Wet op de vennootschapsbelasting 1969 art. 13a ( tekst 2015)
13a
Waarderen belang op waarde in het economische verkeer 1 De belastingplichtige die al dan niet tezamen met een verbonden lichaam een als belegging gehouden belang heeft van 25% of meer in een lichaam:
  • a. dat niet is onderworpen aan een belasting naar de winst die resulteert in een naar Nederlandse begrippen reële heffing, en
  • b. waarvan de bezittingen, onmiddellijk of middellijk, uitsluitend of nagenoeg uitsluitend, bestaan uit laagbelaste vrije beleggingen, waardeert dat belang op de waarde in het economische verkeer.
Herijking verkrijgingsprijs 2 Met ingang van het tijdstip waarop het eerste lid geen toepassing meer vindt ten aanzien van de belastingplichtige, wordt de verkrijgingsprijs van het belang in het lichaam voor de bepaling van de winst gesteld op de boekwaarde van dit belang op het tijdstip onmiddellijk voorafgaande aan dat waarop het eerste lid geen toepassing meer vindt.

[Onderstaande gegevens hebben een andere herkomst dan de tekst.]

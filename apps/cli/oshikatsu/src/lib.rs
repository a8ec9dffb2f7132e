// Library exports for testing
// The binary (main.rs) imports these as well

pub mod cli;
pub mod commands;
pub mod context;
pub mod error;
pub mod logger;
pub mod render;

#[cfg(test)]
mod tests;

pub use commands::Outcome;
pub use context::AppContext;

use cli::{Cli, Command, GroupsCommand};
use commands::groups::ListFormat;
use error::OshikatsuError;

use std::io::Write;
use std::path::PathBuf;

use log::info;

const APP_DIR_NAME: &str = "oshikatsu";
const LOG_DIR_NAME: &str = "logs";

/// `<data_local_dir>/oshikatsu/logs`, or the temp directory when the platform has none.
pub fn default_log_dir() -> PathBuf {
    dirs::data_local_dir()
        .unwrap_or_else(std::env::temp_dir)
        .join(APP_DIR_NAME)
        .join(LOG_DIR_NAME)
}

/// Dispatch one command against an already built context.
pub async fn execute(
    ctx: &AppContext,
    command: &Command,
    json: bool,
    out: &mut impl Write,
) -> Result<Outcome, OshikatsuError> {
    let format = ListFormat { json };

    match command {
        Command::Login(args) => commands::auth::login(ctx, args, out).await,
        Command::Register(args) => commands::auth::register(ctx, args, out).await,
        Command::Logout => commands::auth::logout(ctx, out),
        Command::Dashboard => commands::dashboard::show(ctx, out),
        Command::Members => commands::members::show(ctx, out),
        Command::Groups(GroupsCommand::Search(args)) => {
            commands::groups::search(ctx, args, format, out).await
        }
        Command::Groups(GroupsCommand::Create { search, fields }) => {
            commands::groups::create(ctx, search, fields, format, out).await
        }
        Command::Groups(GroupsCommand::Edit { id, search, fields }) => {
            commands::groups::edit(ctx, *id, search, fields, format, out).await
        }
    }
}

/// Initialize logging, load the context, run the command against stdout.
pub async fn run(cli: Cli) -> Result<Outcome, OshikatsuError> {
    let log_dir = cli.log_dir.clone().unwrap_or_else(default_log_dir);
    logger::initialize(&log_dir, cli.verbose)?;

    info!("oshikatsu {} starting", env!("CARGO_PKG_VERSION"));
    info!("Log directory: {}", log_dir.display());

    let ctx = AppContext::load(cli.config_dir.as_deref())?;

    let stdout = std::io::stdout();
    let mut out = stdout.lock();
    let outcome = execute(&ctx, &cli.command, cli.json, &mut out).await?;
    out.flush()?;

    info!("Command finished: {:?}", outcome);
    Ok(outcome)
}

Uitgezonderde rechten 3 Voor de bepaling van de omvang van het in het eerste lid bedoelde belang blijven buiten beschouwing aandelen, bewijzen van deelgerechtigdheid, lidmaatschapsrechten en aandelen als commanditaire vennoot in de vennootschappelijke gemeenschap van een open commanditaire vennootschap, die bij de ontbinding van het lichaam niet delen in de reserves van het lichaam.